> [REQUIRED ACTION]
Using the records that follow, copy every line containing the word "else".

::: INFORMATION SUPPLIED

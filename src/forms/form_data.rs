/// Decoded `name=value` pairs from a submitted form, in submission order.
#[derive(Debug, Clone, Default, PartialEq)]
pub struct FormData {
    pairs: Vec<(String, String)>,
}

impl FormData {
    pub fn from_urlencoded(bytes: &[u8]) -> Self {
        let pairs = url::form_urlencoded::parse(bytes)
            .map(|(k, v)| (k.into_owned(), v.into_owned()))
            .collect();
        Self { pairs }
    }

    /// First value for `name`, trimmed.
    pub fn get(&self, name: &str) -> Option<&str> {
        self.pairs
            .iter()
            .find(|(k, _)| k == name)
            .map(|(_, v)| v.trim())
    }

    /// Like `get`, but missing fields read as the empty string.
    pub fn value(&self, name: &str) -> String {
        self.get(name).unwrap_or_default().to_string()
    }

    /// Untrimmed value, for fields where whitespace is significant.
    pub fn get_raw(&self, name: &str) -> String {
        self.pairs
            .iter()
            .find(|(k, _)| k == name)
            .map(|(_, v)| v.clone())
            .unwrap_or_default()
    }

    pub fn push(&mut self, name: impl Into<String>, value: impl Into<String>) {
        self.pairs.push((name.into(), value.into()));
    }
}
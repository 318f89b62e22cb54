// src/auth/session.rs
use http::header::{COOKIE, SET_COOKIE};
use http::{HeaderMap, HeaderValue};
use std::collections::HashMap;
use tracing::warn;

/// Cookie the browser keeps the backend's access token in.
pub const TOKEN_KEY: &str = "access_token";

/// Key-value storage the session token lives in.
pub trait TokenStorage {
    fn get(&self, key: &str) -> Option<String>;
    fn set(&mut self, key: &str, value: &str);
    fn remove(&mut self, key: &str);
}

/// Cookies sent with the current request, plus the `Set-Cookie` lines that
/// must go back out on the response.
#[derive(Debug, Default)]
pub struct CookieJar {
    incoming: HashMap<String, String>,
    pending: Vec<String>,
    secure: bool,
}

impl CookieJar {
    pub fn from_headers(headers: &HeaderMap, secure: bool) -> Self {
        let mut incoming = HashMap::new();

        for value in headers.get_all(COOKIE) {
            let Ok(raw) = value.to_str() else { continue };
            for pair in raw.split(';') {
                if let Some((k, v)) = pair.trim().split_once('=') {
                    incoming.insert(k.trim().to_string(), decode_cookie_value(v.trim()));
                }
            }
        }

        Self {
            incoming,
            pending: Vec::new(),
            secure,
        }
    }

    fn cookie_attrs(&self) -> &'static str {
        if self.secure {
            "Path=/; HttpOnly; SameSite=Lax; Secure"
        } else {
            "Path=/; HttpOnly; SameSite=Lax"
        }
    }

    pub fn pending(&self) -> &[String] {
        &self.pending
    }
}

impl TokenStorage for CookieJar {
    fn get(&self, key: &str) -> Option<String> {
        self.incoming.get(key).cloned()
    }

    fn set(&mut self, key: &str, value: &str) {
        let encoded: String = url::form_urlencoded::byte_serialize(value.as_bytes()).collect();
        self.pending
            .push(format!("{key}={encoded}; {}", self.cookie_attrs()));
        self.incoming.insert(key.to_string(), value.to_string());
    }

    fn remove(&mut self, key: &str) {
        self.pending
            .push(format!("{key}=; Max-Age=0; {}", self.cookie_attrs()));
        self.incoming.remove(key);
    }
}

fn decode_cookie_value(raw: &str) -> String {
    url::form_urlencoded::parse(raw.as_bytes())
        .next()
        .map(|(k, _)| k.into_owned())
        .unwrap_or_default()
}

/// Session token access. Without a storage (no request to read cookies
/// from) every operation is a no-op and nobody is authenticated.
pub struct SessionStore<S: TokenStorage = CookieJar> {
    storage: Option<S>,
}

impl<S: TokenStorage> SessionStore<S> {
    pub fn new(storage: S) -> Self {
        Self {
            storage: Some(storage),
        }
    }

    pub fn unavailable() -> Self {
        Self { storage: None }
    }

    pub fn set_token(&mut self, token: &str) {
        if let Some(storage) = self.storage.as_mut() {
            storage.set(TOKEN_KEY, token);
        }
    }

    pub fn get_token(&self) -> Option<String> {
        self.storage
            .as_ref()?
            .get(TOKEN_KEY)
            .filter(|t| !t.is_empty())
    }

    pub fn remove_token(&mut self) {
        if let Some(storage) = self.storage.as_mut() {
            storage.remove(TOKEN_KEY);
        }
    }

    pub fn is_authenticated(&self) -> bool {
        self.get_token().is_some()
    }
}

impl SessionStore<CookieJar> {
    pub fn from_headers(headers: &HeaderMap, secure: bool) -> Self {
        Self::new(CookieJar::from_headers(headers, secure))
    }

    /// Copy queued cookie changes onto the outgoing response headers.
    pub fn write_cookies(&self, headers: &mut HeaderMap) {
        let Some(jar) = self.storage.as_ref() else {
            return;
        };
        for line in jar.pending() {
            match HeaderValue::from_str(line) {
                Ok(value) => {
                    headers.append(SET_COOKIE, value);
                }
                Err(e) => warn!("dropping unencodable cookie: {e}"),
            }
        }
    }
}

::::::

> [FINISHED TASK]
            let Ok(raw) = value.to_str() else { continue };
        } else {
        let Some(jar) = self.storage.as_ref() else {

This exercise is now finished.